Broadly speaking, “big data” refers to two recent phenomena. First, in the last decade, the proliferation of digital technologies has allowed to us to rapidly produce and store astonishing amounts and variety of data—not just numbers on spreadsheets, but also videos, internet queries, traffic patterns, and even the steps you take at a conference. Second, we now have powerful analytical tools capable of combing through, and identifying patterns and correlations within, these data sets. Indeed, as Mayer-Schönberger and Cukier point out, we have moved beyond the simple digitalization of analog information toward the quantification or “datafication” of everyday life.

What good does big data bring to our cities? Today, transportation authorities in Boston collect data from drivers’ smartphones to detect and fix potholes. Authorities in Rio de Janeiro, through a centralized security system, can see if an obstacle is blocking traffic, find a nearby local municipal guard, and call her to help clear the road. Following the 2010 earthquake that destroyed much of Haiti’s capital Port-au-Prince, researchers used cell phone signals to track displacement and direct health agencies to areas that required assistance. Overall, big data allows municipalities to identify a change in behavioral patterns—what the UN’s Global Pulse calls “digital smoke signals”—and provide an early policy response and find ways to improve service delivery. This is how “big data” is now inexorably linked to the realization of the smart city.

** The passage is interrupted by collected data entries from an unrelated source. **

use crate::config::ClassifierSettings;
use crate::detect::Detection;
use crate::tracker::TemporalTracker;
use crate::{DetectionEvent, EventType, Severity};

use super::FrameContext;

const LOITERING_CONFIDENCE: f32 = 0.7;

/// Flags people who have stayed put across most of the recent window.
///
/// Silent until the tracker holds `loiter_min_frames` frames.
pub fn detect_loitering(
    detections: &[Detection],
    history: &TemporalTracker,
    ctx: &FrameContext<'_>,
    settings: &ClassifierSettings,
) -> Vec<DetectionEvent> {
    if history.len() < settings.loiter_min_frames {
        return Vec::new();
    }

    detections
        .iter()
        .filter(|det| is_loitering(det, history, settings))
        .map(|det| {
            DetectionEvent::new(EventType::Loitering, Severity::Low, ctx)
                .with_confidence(LOITERING_CONFIDENCE)
                .with_people(1, vec![det.bbox])
                .with_description("Suspicious loitering behavior detected")
        })
        .collect()
}

/// Counts recent frames holding a detection within `movement_threshold` of `det`.
///
/// Each frame contributes at most one match.
pub fn is_loitering(
    det: &Detection,
    history: &TemporalTracker,
    settings: &ClassifierSettings,
) -> bool {
    let matches = history
        .recent(settings.loiter_window)
        .filter(|frame| {
            frame
                .detections
                .iter()
                .any(|past| past.center.distance_to(&det.center) < settings.movement_threshold)
        })
        .count();
    matches >= settings.loiter_min_matches
}
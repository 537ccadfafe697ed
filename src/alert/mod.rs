//! Alert deduplication and delivery.
//!
//! Admitted events flow `CooldownGate -> DispatchWorker -> AlertDispatcher ->
//! AlertSink`. The gate reserves an event type while a candidate is in flight
//! and only starts the cooldown window once delivery succeeds.

mod cooldown;
mod dispatcher;
mod sink;
mod worker;

pub use cooldown::{CooldownGate, CooldownPermit};
pub use dispatcher::{AlertDispatcher, Delivery, DispatchOutcome, RetryPolicy};
pub use sink::{build_sink, AlertPayload, AlertSink, HttpAlertSink, LogAlertSink};
pub use worker::{DispatchWorker, WorkerStats};
use crate::config::ClassifierSettings;
use crate::detect::Detection;
use crate::{DetectionEvent, EventType, Severity};

use super::FrameContext;

const CONFIDENCE_BOOST: f32 = 0.1;
const MAX_CONFIDENCE: f32 = 0.9;

/// One event per wide box whose bottom edge sits in the ground band of the frame.
///
/// The ground band is everything below `fall_ground_fraction * frame height`.
pub fn detect_falls(
    detections: &[Detection],
    ctx: &FrameContext<'_>,
    settings: &ClassifierSettings,
) -> Vec<DetectionEvent> {
    let ground_line = ctx.dimensions.height as f32 * settings.fall_ground_fraction;

    detections
        .iter()
        .filter(|det| det.aspect_ratio > settings.fall_threshold && det.bbox.y2 > ground_line)
        .map(|det| {
            DetectionEvent::new(EventType::Fall, Severity::High, ctx)
                .with_confidence(MAX_CONFIDENCE.min(det.confidence + CONFIDENCE_BOOST))
                .with_people(1, vec![det.bbox])
                .with_description(format!(
                    "Person fall detected (aspect ratio: {:.2})",
                    det.aspect_ratio
                ))
        })
        .collect()
}
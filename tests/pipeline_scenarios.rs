use anyhow::{anyhow, Result};
use std::io::Write;
use std::sync::{Arc, Mutex};
use std::time::{Duration, Instant};

use tempfile::NamedTempFile;

use safezone_core::{
    AlertPayload, AlertSink, DetectionSource, EventType, FrameDimensions, Pipeline,
    PipelineState, RawDetection, ReplaySource, SafezoneConfig, Severity, SourceFrame,
    SourceStats,
};

#[derive(Default)]
struct RecordingSink {
    seen: Mutex<Vec<AlertPayload>>,
}

impl RecordingSink {
    fn event_types(&self) -> Vec<EventType> {
        self.seen
            .lock()
            .unwrap()
            .iter()
            .map(|p| p.event_type)
            .collect()
    }
}

impl AlertSink for RecordingSink {
    fn name(&self) -> &'static str {
        "recording"
    }

    fn deliver(&self, payload: &AlertPayload) -> Result<()> {
        self.seen.lock().unwrap().push(payload.clone());
        Ok(())
    }
}

/// Rejects every delivery.
struct DownSink;

impl AlertSink for DownSink {
    fn name(&self) -> &'static str {
        "down"
    }

    fn deliver(&self, _payload: &AlertPayload) -> Result<()> {
        Err(anyhow!("endpoint unreachable"))
    }
}

fn fast_config() -> SafezoneConfig {
    let mut config = SafezoneConfig::default();
    config.alerts.retry_delay = Duration::from_millis(5);
    config.source.reconnect_delay = Duration::from_millis(5);
    config.source.reconnect_attempts = 3;
    config
}

fn pipeline_with(config: SafezoneConfig) -> (Arc<RecordingSink>, Pipeline) {
    let sink = Arc::new(RecordingSink::default());
    let pipeline = Pipeline::new(config, sink.clone()).expect("pipeline");
    (sink, pipeline)
}

fn person(cx: f32, cy: f32, w: f32, h: f32, confidence: f32) -> RawDetection {
    RawDetection {
        class_id: 0,
        bbox: [cx - w / 2.0, cy - h / 2.0, cx + w / 2.0, cy + h / 2.0],
        confidence,
    }
}

fn frame(detections: Vec<RawDetection>) -> SourceFrame {
    SourceFrame::new(FrameDimensions::new(640, 480), detections)
}

// -------------------- Classification scenarios --------------------

#[test]
fn scenario_overcrowding_cluster() {
    let (_, mut pipeline) = pipeline_with(fast_config());
    // 4x3 grid, 40px apart: close enough to be dense, far enough apart to
    // stay out of fight range.
    let crowd = (0..12)
        .map(|i| {
            let cx = 200.0 + (i % 4) as f32 * 40.0;
            let cy = 200.0 + (i / 4) as f32 * 40.0;
            person(cx, cy, 30.0, 60.0, 0.8)
        })
        .collect();

    let events = pipeline.process_frame(&frame(crowd)).unwrap();
    assert_eq!(events.len(), 1);
    let ev = &events[0];
    assert_eq!(ev.event_type, EventType::Overcrowding);
    assert_eq!(ev.severity, Severity::Medium);
    assert_eq!(ev.person_count, 12);
    assert!(ev.confidence > 0.7 && ev.confidence <= 0.95);
}

#[test]
fn scenario_fall_near_ground() {
    let mut config = fast_config();
    // A 150x30 box is shorter than the default detector height gate.
    config.detection.min_height = 20.0;
    let (_, mut pipeline) = pipeline_with(config);

    let fallen = RawDetection {
        class_id: 0,
        bbox: [100.0, 420.0, 250.0, 450.0],
        confidence: 0.75,
    };
    let events = pipeline.process_frame(&frame(vec![fallen])).unwrap();
    assert_eq!(events.len(), 1);
    let ev = &events[0];
    assert_eq!(ev.event_type, EventType::Fall);
    assert_eq!(ev.severity, Severity::High);
    assert!((ev.confidence - 0.85).abs() < 1e-6);
}

#[test]
fn scenario_fight_pair() {
    let (_, mut pipeline) = pipeline_with(fast_config());
    let pair = vec![
        person(300.0, 200.0, 50.0, 100.0, 0.8),
        person(315.0, 200.0, 50.0, 100.0, 0.7),
    ];
    let events = pipeline.process_frame(&frame(pair)).unwrap();
    assert_eq!(events.len(), 1);
    assert_eq!(events[0].event_type, EventType::Fight);
    assert_eq!(events[0].person_count, 2);
    assert_eq!(events[0].bounding_boxes.len(), 2);
}

#[test]
fn scenario_loitering_after_twenty_frames() {
    let (_, mut pipeline) = pipeline_with(fast_config());
    for i in 0..19 {
        let jitter = (i % 5) as f32;
        let events = pipeline
            .process_frame(&frame(vec![person(320.0 + jitter, 240.0, 40.0, 90.0, 0.8)]))
            .unwrap();
        assert!(events.is_empty(), "no loitering before 20 frames (frame {})", i + 1);
    }

    let events = pipeline
        .process_frame(&frame(vec![person(322.0, 241.0, 40.0, 90.0, 0.8)]))
        .unwrap();
    assert_eq!(events.len(), 1);
    assert_eq!(events[0].event_type, EventType::Loitering);
    assert_eq!(events[0].severity, Severity::Low);
    assert_eq!(events[0].frame_number, 20);
}

#[test]
fn tracker_and_history_stay_bounded() {
    let (_, mut pipeline) = pipeline_with(fast_config());
    for _ in 0..250 {
        pipeline
            .process_frame(&frame(vec![person(100.0, 100.0, 40.0, 90.0, 0.9)]))
            .unwrap();
    }
    assert_eq!(pipeline.tracker().len(), 30);
    assert_eq!(pipeline.history().len(), 100);
    assert_eq!(pipeline.frame_number(), 250);
}

// -------------------- Full runs --------------------

#[test]
fn replay_run_delivers_deduplicated_alerts() {
    let mut file = NamedTempFile::new().unwrap();
    let fight = r#"{"width":640,"height":480,"detections":[{"class_id":0,"bbox":[275,150,325,250],"confidence":0.8},{"class_id":0,"bbox":[290,150,340,250],"confidence":0.8}]}"#;
    let fall = r#"{"width":640,"height":480,"detections":[{"class_id":0,"bbox":[100,410,250,460],"confidence":0.8}]}"#;
    let empty = r#"{"width":640,"height":480,"detections":[]}"#;
    for line in [fight, "garbage", fight, empty, fall, "", fall] {
        writeln!(file, "{}", line).unwrap();
    }
    file.flush().unwrap();

    let (sink, mut pipeline) = pipeline_with(fast_config());
    let mut source = ReplaySource::new(file.path());
    let summary = pipeline.run(&mut source).unwrap();

    assert_eq!(pipeline.state(), PipelineState::Stopped);
    assert_eq!(summary.frames_read, 5);
    assert_eq!(summary.frames_processed, 5);
    assert_eq!(summary.events_detected, 4);
    assert_eq!(summary.alerts_enqueued, 2);
    assert_eq!(summary.alerts_suppressed, 2);
    assert_eq!(summary.performance.alerts_sent, 2);
    assert_eq!(sink.event_types(), vec![EventType::Fight, EventType::Fall]);
    assert_eq!(source.skipped(), 2);
}

#[test]
fn failed_deliveries_are_reported_in_summary() {
    let mut config = fast_config();
    config.detection.min_height = 20.0;
    let mut pipeline = Pipeline::new(config, Arc::new(DownSink)).expect("pipeline");
    let fallen = RawDetection {
        class_id: 0,
        bbox: [100.0, 420.0, 250.0, 450.0],
        confidence: 0.75,
    };
    let mut source = FlakySource::new(vec![Some(frame(vec![fallen]))], usize::MAX);

    let summary = pipeline.run(&mut source).unwrap();
    assert_eq!(summary.events_detected, 1);
    assert_eq!(summary.alerts_enqueued, 1);
    assert_eq!(summary.alerts_failed, 1);
    assert_eq!(summary.alerts_dropped, 0);
    assert_eq!(summary.performance.alerts_sent, 0);
}

#[test]
fn missing_source_never_enters_running() {
    let (sink, mut pipeline) = pipeline_with(fast_config());
    let mut source = ReplaySource::new("/nonexistent/safezone/recording.jsonl");
    assert!(pipeline.run(&mut source).is_err());
    assert_eq!(pipeline.state(), PipelineState::Stopped);
    assert!(sink.event_types().is_empty());
}

/// Fails reads at the scripted positions; optionally refuses reconnects.
struct FlakySource {
    script: Vec<Option<SourceFrame>>,
    cursor: usize,
    connects: usize,
    max_connects: usize,
    connected: bool,
    frames_read: u64,
}

impl FlakySource {
    fn new(script: Vec<Option<SourceFrame>>, max_connects: usize) -> Self {
        Self {
            script,
            cursor: 0,
            connects: 0,
            max_connects,
            connected: false,
            frames_read: 0,
        }
    }
}

impl DetectionSource for FlakySource {
    fn describe(&self) -> String {
        "flaky".to_string()
    }

    fn connect(&mut self) -> Result<()> {
        if self.connects >= self.max_connects {
            return Err(anyhow!("camera offline"));
        }
        self.connects += 1;
        self.connected = true;
        Ok(())
    }

    fn next_frame(&mut self) -> Result<Option<SourceFrame>> {
        if !self.connected {
            return Err(anyhow!("not connected"));
        }
        let Some(step) = self.script.get(self.cursor).cloned() else {
            return Ok(None);
        };
        self.cursor += 1;
        match step {
            Some(frame) => {
                self.frames_read += 1;
                Ok(Some(frame))
            }
            None => Err(anyhow!("read timeout")),
        }
    }

    fn release(&mut self) {
        self.connected = false;
    }

    fn is_healthy(&self) -> bool {
        self.connected
    }

    fn stats(&self) -> SourceStats {
        SourceStats {
            frames_read: self.frames_read,
            source: self.describe(),
        }
    }
}

#[test]
fn transient_read_failure_reconnects() {
    let (_, mut pipeline) = pipeline_with(fast_config());
    let mut source = FlakySource::new(
        vec![Some(frame(vec![])), None, Some(frame(vec![])), Some(frame(vec![]))],
        usize::MAX,
    );
    let summary = pipeline.run(&mut source).unwrap();
    assert_eq!(summary.reconnects, 1);
    assert_eq!(summary.frames_processed, 3);
    assert_eq!(source.connects, 2);
    assert!(!source.is_healthy());
}

#[test]
fn exhausted_reconnects_stop_with_error() {
    let (_, mut pipeline) = pipeline_with(fast_config());
    let mut source = FlakySource::new(vec![Some(frame(vec![])), None], 1);
    let err = pipeline.run(&mut source).unwrap_err();
    assert!(err.to_string().contains("reconnect"));
    assert_eq!(pipeline.state(), PipelineState::Stopped);
}

#[test]
fn stop_during_reconnect_backoff_is_prompt() {
    let mut config = fast_config();
    config.source.reconnect_delay = Duration::from_secs(10);
    let (_, mut pipeline) = pipeline_with(config);
    let stop = pipeline.stop_handle();
    let mut source = FlakySource::new(vec![None], 1);

    let stopper = std::thread::spawn(move || {
        std::thread::sleep(Duration::from_millis(100));
        stop.request();
    });
    let started = Instant::now();
    pipeline.run(&mut source).unwrap();
    stopper.join().unwrap();

    assert!(started.elapsed() < Duration::from_secs(5));
    assert_eq!(pipeline.state(), PipelineState::Stopped);
}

At the Emerging and Sustainable Cities Initiative (ESCI), we use a similar approach in cities in Latin America and the Caribbean; we gather indicators on quality of urban life from numerous agencies and databases and set them against specific neighborhoods, thus providing a previously undetected visual and spatial representation of inequality. (We are currently exploring ways to analyze telecommunications data to inform our analyses throughout the region.) There are tremendous opportunities for international development; UN Global Pulse reports that internet traffic is expected to increase by more than 50% in Latin America, the Middle East, and Africa, and that 80% of all mobile phones in use in 2010 were in the developing world.These figures do not even consider the wealth of information within municipal agencies, which are heeding the call for “open data” and slowly making their information available to the public.

But users beware: big data is not a technological solution in and of itself, and it may even obfuscate pressing urban problems. When companies and governments track citizens’ use of public buses in order to redesign routes and decrease travel time for passengers, they may be overlooking the existence of poverty clusters in the city’s periphery. While useful, this type of analysis sacrifices policy relevance for analytic novelty—it identifies an innovative use for data and only then finds a problem to solve. Big data as a technocratic approach to governance is redolent of a long tradition that sees the city as a perfectly rational planned entity, with measurable problems and silver bullet solutions. Enthusiasm for big data in fast-growing cities in our region must come hand-in-hand with a political awareness of citizen voices and needs, people who are not just data-generators or smart phone users, but the actual agents of urban development.
Do you know of “big data” projects going on in your city? Can you think of a problem in your neighborhood that can be addressed through it? Let us know on the comments section or via twitter (#bigdatacities). We will collect this information on a future post.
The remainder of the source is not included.